**ASSIGNMENT:** Line count for the string "GridGeometry": give the number of lines in the data below that contain it, and nothing more.

*** STORED DATA

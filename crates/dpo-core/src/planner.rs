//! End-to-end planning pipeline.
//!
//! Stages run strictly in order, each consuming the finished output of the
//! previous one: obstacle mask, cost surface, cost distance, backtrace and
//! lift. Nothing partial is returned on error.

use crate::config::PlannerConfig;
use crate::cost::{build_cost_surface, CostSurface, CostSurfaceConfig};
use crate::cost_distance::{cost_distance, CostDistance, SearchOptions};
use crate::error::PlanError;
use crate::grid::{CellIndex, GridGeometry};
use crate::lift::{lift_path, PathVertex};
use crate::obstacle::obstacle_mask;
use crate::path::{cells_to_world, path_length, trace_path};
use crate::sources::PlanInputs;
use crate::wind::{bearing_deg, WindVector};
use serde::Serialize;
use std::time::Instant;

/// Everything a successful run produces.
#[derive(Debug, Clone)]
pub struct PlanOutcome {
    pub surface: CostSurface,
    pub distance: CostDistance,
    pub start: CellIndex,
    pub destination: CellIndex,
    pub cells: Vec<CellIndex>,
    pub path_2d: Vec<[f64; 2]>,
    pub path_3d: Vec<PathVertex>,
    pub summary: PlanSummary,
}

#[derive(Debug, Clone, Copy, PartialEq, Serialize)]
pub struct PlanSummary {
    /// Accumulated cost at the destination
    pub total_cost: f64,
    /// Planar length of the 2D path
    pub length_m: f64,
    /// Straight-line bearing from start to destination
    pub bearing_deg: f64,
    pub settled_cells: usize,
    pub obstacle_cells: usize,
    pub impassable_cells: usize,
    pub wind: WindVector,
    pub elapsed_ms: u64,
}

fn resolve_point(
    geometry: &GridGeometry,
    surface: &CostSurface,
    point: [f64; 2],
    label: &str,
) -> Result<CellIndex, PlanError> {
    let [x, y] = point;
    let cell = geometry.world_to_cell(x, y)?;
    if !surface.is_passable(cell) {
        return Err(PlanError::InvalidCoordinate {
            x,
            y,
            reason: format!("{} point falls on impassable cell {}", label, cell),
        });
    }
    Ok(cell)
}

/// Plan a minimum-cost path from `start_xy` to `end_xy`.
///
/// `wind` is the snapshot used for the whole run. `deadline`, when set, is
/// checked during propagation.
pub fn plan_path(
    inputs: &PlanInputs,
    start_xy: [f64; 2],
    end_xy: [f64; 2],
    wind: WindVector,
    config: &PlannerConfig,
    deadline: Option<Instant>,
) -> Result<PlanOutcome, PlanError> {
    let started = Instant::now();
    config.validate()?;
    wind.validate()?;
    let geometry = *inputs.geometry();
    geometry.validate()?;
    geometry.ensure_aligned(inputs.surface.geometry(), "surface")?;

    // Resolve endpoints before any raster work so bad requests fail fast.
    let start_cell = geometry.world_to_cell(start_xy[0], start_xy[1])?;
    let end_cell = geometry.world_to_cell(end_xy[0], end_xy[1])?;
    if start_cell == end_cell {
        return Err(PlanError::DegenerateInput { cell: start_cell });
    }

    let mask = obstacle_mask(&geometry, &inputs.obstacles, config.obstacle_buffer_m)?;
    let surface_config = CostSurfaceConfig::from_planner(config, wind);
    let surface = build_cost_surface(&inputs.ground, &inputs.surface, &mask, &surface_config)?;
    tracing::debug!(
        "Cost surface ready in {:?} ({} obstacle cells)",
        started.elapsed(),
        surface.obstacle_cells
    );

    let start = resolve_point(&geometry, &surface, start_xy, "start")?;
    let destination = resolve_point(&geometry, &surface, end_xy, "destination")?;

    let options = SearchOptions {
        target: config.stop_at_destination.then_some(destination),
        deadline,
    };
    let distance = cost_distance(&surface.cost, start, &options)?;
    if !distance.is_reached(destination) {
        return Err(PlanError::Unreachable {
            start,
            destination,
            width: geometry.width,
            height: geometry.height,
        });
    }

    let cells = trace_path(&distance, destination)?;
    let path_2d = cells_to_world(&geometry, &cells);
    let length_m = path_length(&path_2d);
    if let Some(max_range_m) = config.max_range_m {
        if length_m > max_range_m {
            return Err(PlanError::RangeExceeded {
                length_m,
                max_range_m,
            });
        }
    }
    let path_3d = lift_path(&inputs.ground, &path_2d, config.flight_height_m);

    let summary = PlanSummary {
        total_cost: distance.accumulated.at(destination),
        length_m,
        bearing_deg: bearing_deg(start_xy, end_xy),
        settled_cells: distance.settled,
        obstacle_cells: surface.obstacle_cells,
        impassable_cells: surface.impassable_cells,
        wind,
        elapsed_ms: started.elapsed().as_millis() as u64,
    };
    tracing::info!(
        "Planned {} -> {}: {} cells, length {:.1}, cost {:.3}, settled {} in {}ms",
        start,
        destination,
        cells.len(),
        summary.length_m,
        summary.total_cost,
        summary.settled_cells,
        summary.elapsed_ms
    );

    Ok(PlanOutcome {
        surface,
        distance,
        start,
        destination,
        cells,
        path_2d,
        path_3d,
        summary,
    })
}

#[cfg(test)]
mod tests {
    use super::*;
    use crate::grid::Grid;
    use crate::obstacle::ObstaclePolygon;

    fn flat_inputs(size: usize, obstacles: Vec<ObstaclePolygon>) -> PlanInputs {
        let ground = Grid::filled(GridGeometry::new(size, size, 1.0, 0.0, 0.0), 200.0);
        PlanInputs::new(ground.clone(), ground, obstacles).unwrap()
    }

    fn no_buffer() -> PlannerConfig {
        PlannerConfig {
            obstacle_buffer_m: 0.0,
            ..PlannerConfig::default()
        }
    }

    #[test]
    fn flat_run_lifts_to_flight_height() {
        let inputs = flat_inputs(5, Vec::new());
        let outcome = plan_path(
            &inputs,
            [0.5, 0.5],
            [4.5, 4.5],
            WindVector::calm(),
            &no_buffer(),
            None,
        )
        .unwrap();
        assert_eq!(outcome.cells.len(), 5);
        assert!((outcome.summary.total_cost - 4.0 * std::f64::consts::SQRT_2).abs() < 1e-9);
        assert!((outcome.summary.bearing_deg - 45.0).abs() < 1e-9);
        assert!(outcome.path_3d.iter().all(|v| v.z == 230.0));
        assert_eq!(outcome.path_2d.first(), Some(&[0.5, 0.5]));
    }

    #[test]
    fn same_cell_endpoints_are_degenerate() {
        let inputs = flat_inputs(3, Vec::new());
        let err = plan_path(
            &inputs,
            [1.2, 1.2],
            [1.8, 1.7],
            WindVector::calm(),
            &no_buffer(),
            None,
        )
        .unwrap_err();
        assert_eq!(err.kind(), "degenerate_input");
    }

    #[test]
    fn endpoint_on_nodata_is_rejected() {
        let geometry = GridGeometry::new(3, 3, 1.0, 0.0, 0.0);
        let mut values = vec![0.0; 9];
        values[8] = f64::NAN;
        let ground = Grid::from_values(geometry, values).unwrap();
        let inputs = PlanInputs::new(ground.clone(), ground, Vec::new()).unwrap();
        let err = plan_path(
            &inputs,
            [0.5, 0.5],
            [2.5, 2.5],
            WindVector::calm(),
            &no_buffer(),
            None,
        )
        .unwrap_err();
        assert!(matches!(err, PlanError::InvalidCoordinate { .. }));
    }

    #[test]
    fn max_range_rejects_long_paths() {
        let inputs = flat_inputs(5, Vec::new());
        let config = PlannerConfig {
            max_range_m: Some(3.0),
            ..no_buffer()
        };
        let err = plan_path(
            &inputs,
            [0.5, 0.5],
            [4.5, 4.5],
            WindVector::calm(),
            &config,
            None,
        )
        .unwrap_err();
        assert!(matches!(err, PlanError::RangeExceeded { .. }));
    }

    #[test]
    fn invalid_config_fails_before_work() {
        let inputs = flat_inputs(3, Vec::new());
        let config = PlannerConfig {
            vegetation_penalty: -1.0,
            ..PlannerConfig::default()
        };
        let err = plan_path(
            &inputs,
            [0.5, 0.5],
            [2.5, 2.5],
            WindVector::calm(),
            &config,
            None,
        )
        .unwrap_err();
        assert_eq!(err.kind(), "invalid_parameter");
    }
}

******

**REPLY:** 4